Semilla certificada: Tecnología sostenible

La semilla certificada es un producto de calidad de primer orden, estandarizado y reconocido internacionalmente al cumplir con las especificaciones técnicas de los reglamentos que la regulan.

A día de hoy conocemos las ventajas económicas y técnicas del uso de semilla certificada.  Ya son muchos los agentes que ponen en valor su función como vector de innovación y progreso en la agricultura.

Además, el sistema de certificación garantiza la calidad de la semilla, en los parámetros exigidos en los reglamentos técnicos: origen, trazabilidad, homogeneidad, pureza específica, pureza varietal, germinación, ausencia de otras semillas no deseadas en la siembra, sanidad y humedad.

Para entender el esfuerzo del sector, basta con dar un repaso al coste de desarrollo de las variedades. En la Unión Europea, para una única variedad asciende a 1-1,5 millones €, con un proceso que dura aproximadamente unos 10 años.

Además, para al agricultor la semilla certificada aporta una serie de beneficios, como son:

  1. Ahorro: debido a la menor dosis de siembra por la garantía de germinación y menor tiempo en la preparación de la semilla
  2. Rendimiento: que asegura la producción y mejora de la cosecha
  3. Calidad: por la garantía mediante controles oficiales y trazabilidad y pureza varietal aseguradas
  4. Inversión en I+D: ya que las nuevas variedades son la garantía del progreso y la mejora de la producción agrícola.

Si queremos que el sector siga progresando, es necesario seguir investigando para satisfacer las necesidades actuales y futuras de la mejora genética vegetal, que ha provocado un salto evolutivo en la agricultura. Si bien el proceso de investigación es muy costoso, las empresas dedicadas a la mejora invierten en I+D un porcentaje de sus beneficios superior cualquier otro sector (más del 20%), porque saben que la semilla certificada es el fruto de la investigación y de la tecnología, y representa el futuro de una agricultura más competitiva.
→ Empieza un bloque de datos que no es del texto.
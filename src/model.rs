//! Entity and query identity.
//!
//! A query is identified by the pair of its owning entity and its name.
//! Template text never takes part in identity.

use serde::Deserialize;
use std::fmt;
use std::sync::Arc;

/// Identifier of a logical entity, usually a fully-qualified name.
#[derive(Debug, Clone, PartialEq, Eq, Hash, PartialOrd, Ord)]
pub struct EntityKey(Arc<str>);

impl EntityKey {
    pub fn new(name: impl AsRef<str>) -> Self {
        Self(Arc::from(name.as_ref()))
    }

    pub fn as_str(&self) -> &str {
        &self.0
    }
}

impl fmt::Display for EntityKey {
    fn fmt(&self, f: &mut fmt::Formatter<'_>) -> fmt::Result {
        f.write_str(&self.0)
    }
}

impl From<&str> for EntityKey {
    fn from(s: &str) -> Self {
        Self::new(s)
    }
}

/// Name of a query, unique only within its entity.
#[derive(Debug, Clone, PartialEq, Eq, Hash, PartialOrd, Ord)]
pub struct QueryName(Arc<str>);

impl QueryName {
    pub fn new(name: impl AsRef<str>) -> Self {
        Self(Arc::from(name.as_ref()))
    }

    pub fn as_str(&self) -> &str {
        &self.0
    }
}

impl fmt::Display for QueryName {
    fn fmt(&self, f: &mut fmt::Formatter<'_>) -> fmt::Result {
        f.write_str(&self.0)
    }
}

impl From<&str> for QueryName {
    fn from(s: &str) -> Self {
        Self::new(s)
    }
}

/// Composite `(entity, query)` identity used by the registry and the
/// template cache.
#[derive(Debug, Clone, PartialEq, Eq, Hash, PartialOrd, Ord)]
pub struct QueryKey {
    pub entity: EntityKey,
    pub query: QueryName,
}

impl QueryKey {
    pub fn new(entity: impl Into<EntityKey>, query: impl Into<QueryName>) -> Self {
        Self {
            entity: entity.into(),
            query: query.into(),
        }
    }
}

impl fmt::Display for QueryKey {
    fn fmt(&self, f: &mut fmt::Formatter<'_>) -> fmt::Result {
        write!(f, "{}::{}", self.entity, self.query)
    }
}

/// A named SQL template.
#[derive(Debug, Clone, PartialEq, Eq, Deserialize)]
pub struct QueryDefinition {
    pub name: String,
    #[serde(alias = "template")]
    pub sql: String,
}

impl QueryDefinition {
    pub fn new(name: impl Into<String>, sql: impl Into<String>) -> Self {
        Self {
            name: name.into(),
            sql: sql.into(),
        }
    }
}

/// A decoded entity with its queries, as produced by a decoder.
#[derive(Debug, Clone, PartialEq, Eq, Deserialize)]
pub struct EntityDefinition {
    pub name: String,
    #[serde(default)]
    pub queries: Vec<QueryDefinition>,
}

impl EntityDefinition {
    pub fn new(name: impl Into<String>, queries: Vec<QueryDefinition>) -> Self {
        Self {
            name: name.into(),
            queries,
        }
    }
}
Así pues, insistimos en que para sostener los programas de mejora y el desarrollo de variedades es vital proteger los resultados de los trabajos de los obtentores y respetar sus derechos de propiedad industrial.

Sin embargo, existe una preocupación generalizada que se basa en el riesgo real de colapso del sistema por su insostenibilidad. La falta de trazabilidad y de garantías de seguridad de la semilla reproducida de forma ilegal también son un perjuicio para el agricultor y el conjunto del sector.